Belum tentu juga Prabowo memusuhi Jokowi atau sebaliknya. Tapi komentar para
pendukung dan atau tim pemenangan keduanya, cukup memerahkan telinga orang
luar. Yang berdiri netral di antara kedua kubu merasakan betapa seolah-olah
mantan Danjen Kopassus itu akan melabrak Wako Solo itu. Jokowi sendiri dengan
gaya lembutnya juga dikonotasikan oleh para pendukungnya seolah-olah akan
menjauhi Prabowo.
Riak dan legu-legah tafsir permusuhan Prabowo dengan Jokowi juga
dikait-kaitkan dengan karakter Megawati, sang arsitek majunya Jokowi menjadi
capres. Selama ini masyarakat memang mengimejkan Mega sebagai tokoh pendendam.
Mungkin saja penafsiran ini dikarenakan putusnya hubungan Megawati yang mantan
presiden dengan SBY yang mantan pembantunya karena Mega yang tidak mau.
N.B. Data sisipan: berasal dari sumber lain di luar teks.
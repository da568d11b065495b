//! Application events and listener registrations.

use std::any::{type_name, Any, TypeId};
use std::fmt;
use std::sync::Arc;

use crate::context::bean::BoxError;
use crate::context::container::ApplicationContext;

/// Marker for types that can be published to listeners.
pub trait ApplicationEvent: Any + Send + Sync + fmt::Debug {}

/// Published once every bean has been created.
#[derive(Debug, Clone, Copy, Default)]
pub struct ContextRefreshed;

/// Published after security initialization, before the listener binds.
#[derive(Debug, Clone, Copy, Default)]
pub struct ContextStarted;

/// Published when a running application stops.
#[derive(Debug, Clone, Copy, Default)]
pub struct ContextClosed;

impl ApplicationEvent for ContextRefreshed {}
impl ApplicationEvent for ContextStarted {}
impl ApplicationEvent for ContextClosed {}

/// A listener callback failed.
#[derive(Debug, thiserror::Error)]
#[error("listener #{index} for `{event}` failed: {source}")]
pub struct EventError {
    pub event: &'static str,
    pub index: usize,
    #[source]
    pub source: BoxError,
}

type ListenerFn = dyn Fn(&dyn Any, &ApplicationContext) -> Result<(), BoxError> + Send + Sync;

/// A callback bound to one event type.
#[derive(Clone)]
pub struct ListenerRegistration {
    event_type: TypeId,
    event_name: &'static str,
    callback: Arc<ListenerFn>,
}

impl ListenerRegistration {
    pub fn new<E, F>(callback: F) -> Self
    where
        E: ApplicationEvent,
        F: Fn(&E, &ApplicationContext) -> Result<(), BoxError> + Send + Sync + 'static,
    {
        Self {
            event_type: TypeId::of::<E>(),
            event_name: type_name::<E>(),
            callback: Arc::new(move |event: &dyn Any, ctx: &ApplicationContext| {
                match event.downcast_ref::<E>() {
                    Some(event) => callback(event, ctx),
                    None => Ok(()),
                }
            }),
        }
    }

    pub fn event_name(&self) -> &'static str {
        self.event_name
    }
}

impl fmt::Debug for ListenerRegistration {
    fn fmt(&self, f: &mut fmt::Formatter<'_>) -> fmt::Result {
        f.debug_struct("ListenerRegistration")
            .field("event", &self.event_name)
            .finish()
    }
}

/// Listeners in registration order.
#[derive(Debug, Clone, Default)]
pub struct ListenerRegistry {
    listeners: Vec<ListenerRegistration>,
}

impl ListenerRegistry {
    pub fn new(listeners: Vec<ListenerRegistration>) -> Self {
        Self { listeners }
    }

    pub fn len(&self) -> usize {
        self.listeners.len()
    }

    pub fn is_empty(&self) -> bool {
        self.listeners.is_empty()
    }

    /// Fire every listener for `E` in order, stopping at the first failure.
    ///
    /// Returns how many listeners ran.
    pub fn publish<E: ApplicationEvent>(
        &self,
        event: &E,
        ctx: &ApplicationContext,
    ) -> Result<usize, EventError> {
        let mut fired = 0;
        for (index, listener) in self
            .listeners
            .iter()
            .filter(|l| l.event_type == TypeId::of::<E>())
            .enumerate()
        {
            tracing::debug!(event = listener.event_name, index, "Firing listener");
            (listener.callback)(event, ctx).map_err(|source| EventError {
                event: listener.event_name,
                index,
                source,
            })?;
            fired += 1;
        }
        Ok(fired)
    }
}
Tidak
tersambungnya hubungan itu juga dianggap masyarakat karena Mega yang keras dan
tidak mau menyambungkan kembali tali komunikasi yang terputus itu.
Ketika aneka kampanye hitam ditumbuhsuburkan kedua kubu terhadap lawan
kompetisi Pilpresnya menjelang Pilpres lalu, tensi permusuhan kedua capres
seolah-olah sampai ke level yang sangat membahayakan. Menangisnya Mega ketika
menggelar konfresnsi pers menyambut pengumuman kemenangan Jokowi-Jk versi quick
kount 9 Juli lalu juga diartikan sebagai pelampiasan emosi tingkat tinggi
terhadap kesuksesan pengajuan nama Jokowi oleh PDIP. Lewat air mata emosional
itu juga seolah terkirimkan pesan bahwa kubu Jokowi akan menunjukkan
kehebatannya. Dan tensi permusuhan dengan Prabowo tidak akan mudah reda begitu
saja.
Kini Ramadhan sudah berlalu dan Syawal sudah tiba. Hari fitri yang
mengandung makna kembalinya muslim ke asal kesuciannya ketika lahir ke bumi
tidak pantas untuk dinodai lagi. Bulan mulia pelembut amarah itu telah menempa
umat muslim tanpa perbedaan warna kulit, suku, ras atau asal-usul daerah
sebulan penuh. Hanya takwa sajalah yang akan membuat muslim berbeda di hadapan
Tuhan. Prabowo dan Jokowi yang notabene adalah muslim tentu memahami faedah
keberadaan bulan puasa. Tapi apakah keduanya akan merasa bersatu lagi seperti
jauh hari sebelum keduanya dicalonkan partai untuk menjadi calon presiden
2014-2019? Inilah pertanyaan kita sebagai masyarakat biasa.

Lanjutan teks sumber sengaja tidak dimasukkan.